**Task instructions**
Where a line below holds the string "invalid", copy that line.

Records excerpted from a collection:
——

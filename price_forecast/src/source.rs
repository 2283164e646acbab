//! Price sources
//!
//! The pipeline never fetches data on its own; callers hand it a
//! [`PriceSource`]. Two are provided: daily CSV files on disk and an
//! in-memory map.

use crate::data::{PricePoint, PriceSeries};
use crate::error::{ForecastError, Result};
use chrono::NaiveDate;
use std::collections::HashMap;
use std::fs::File;
use std::io::BufReader;
use std::path::{Path, PathBuf};
use tracing::debug;

/// Supplies the daily closing-price history of a symbol
pub trait PriceSource {
    /// Full available history for `symbol`, ascending by date
    fn fetch_series(&self, symbol: &str) -> Result<PriceSeries>;
}

/// Reads `<dir>/<SYMBOL>.csv` files with `date` and `close` columns
#[derive(Debug, Clone)]
pub struct CsvPriceSource {
    dir: PathBuf,
}

impl CsvPriceSource {
    /// Source rooted at `dir`
    pub fn new<P: Into<PathBuf>>(dir: P) -> Self {
        Self { dir: dir.into() }
    }

    /// Directory searched for symbol files
    pub fn dir(&self) -> &Path {
        &self.dir
    }

    /// File that holds `symbol`'s history
    pub fn path_for(&self, symbol: &str) -> PathBuf {
        self.dir.join(format!("{}.csv", symbol.to_uppercase()))
    }

    /// Parse one CSV file into a series.
    ///
    /// The header must name a `date` column (`YYYY-MM-DD`, a trailing time
    /// is ignored) and a `close` column; `adj close` is used when there is
    /// no `close`. Header matching is case-insensitive. Rows with an empty
    /// or `null` close are skipped; rows may appear in any order.
    pub fn read_file<P: AsRef<Path>>(path: P) -> Result<PriceSeries> {
        let path = path.as_ref();
        let label = path
            .file_stem()
            .map(|s| s.to_string_lossy().to_uppercase())
            .unwrap_or_else(|| path.display().to_string());
        read_csv(path, &label)
    }
}

impl PriceSource for CsvPriceSource {
    fn fetch_series(&self, symbol: &str) -> Result<PriceSeries> {
        let path = self.path_for(symbol);
        if !path.is_file() {
            return Err(unavailable(
                symbol,
                format!("no price file at {}", path.display()),
            ));
        }
        read_csv(&path, &symbol.to_uppercase())
    }
}

fn unavailable(symbol: &str, reason: impl Into<String>) -> ForecastError {
    ForecastError::UpstreamDataUnavailable {
        symbol: symbol.to_uppercase(),
        reason: reason.into(),
    }
}

fn find_column(headers: &csv::StringRecord, names: &[&str]) -> Option<usize> {
    names.iter().find_map(|name| {
        headers
            .iter()
            .position(|h| h.trim().eq_ignore_ascii_case(name))
    })
}

fn parse_date(field: &str) -> Option<NaiveDate> {
    let field = field.trim();
    let day = field.get(..10).unwrap_or(field);
    NaiveDate::parse_from_str(day, "%Y-%m-%d").ok()
}

fn read_csv(path: &Path, symbol: &str) -> Result<PriceSeries> {
    let file = File::open(path).map_err(|e| unavailable(symbol, e.to_string()))?;
    let mut reader = csv::Reader::from_reader(BufReader::new(file));

    let headers = reader
        .headers()
        .map_err(|e| unavailable(symbol, e.to_string()))?
        .clone();
    let date_idx = find_column(&headers, &["date"])
        .ok_or_else(|| unavailable(symbol, "no 'date' column"))?;
    let close_idx = find_column(&headers, &["close", "adj close", "adj_close"])
        .ok_or_else(|| unavailable(symbol, "no 'close' column"))?;

    let mut points = Vec::new();
    let mut skipped = 0usize;
    for (row, result) in reader.records().enumerate() {
        let record = result.map_err(|e| unavailable(symbol, e.to_string()))?;

        let raw_date = record.get(date_idx).unwrap_or_default();
        let date = parse_date(raw_date).ok_or_else(|| {
            ForecastError::DataError(format!("row {}: invalid date '{}'", row + 1, raw_date))
        })?;

        let raw_close = record.get(close_idx).unwrap_or_default().trim();
        if raw_close.is_empty() || raw_close.eq_ignore_ascii_case("null") {
            skipped += 1;
            continue;
        }
        let close: f64 = raw_close.parse().map_err(|_| {
            ForecastError::DataError(format!("row {}: invalid close '{}'", row + 1, raw_close))
        })?;

        points.push(PricePoint::new(date, close));
    }

    if points.is_empty() {
        return Err(unavailable(symbol, "file contains no price rows"));
    }

    points.sort_by_key(|p| p.date);
    debug!(symbol, rows = points.len(), skipped, "loaded price file");
    PriceSeries::new(points)
}

/// Fixed set of series keyed by upper-cased symbol
#[derive(Debug, Clone, Default)]
pub struct InMemorySource {
    series: HashMap<String, PriceSeries>,
}

impl InMemorySource {
    /// Empty source
    pub fn new() -> Self {
        Self::default()
    }

    /// Add or replace the history for `symbol`
    pub fn insert(&mut self, symbol: &str, series: PriceSeries) {
        self.series.insert(symbol.to_uppercase(), series);
    }

    /// Builder form of [`InMemorySource::insert`]
    pub fn with_series(mut self, symbol: &str, series: PriceSeries) -> Self {
        self.insert(symbol, series);
        self
    }
}

impl PriceSource for InMemorySource {
    fn fetch_series(&self, symbol: &str) -> Result<PriceSeries> {
        self.series
            .get(&symbol.to_uppercase())
            .cloned()
            .ok_or_else(|| unavailable(symbol, "unknown symbol"))
    }
}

——

**Task answer**
            ForecastError::DataError(format!("row {}: invalid date '{}'", row + 1, raw_date))
            ForecastError::DataError(format!("row {}: invalid close '{}'", row + 1, raw_close))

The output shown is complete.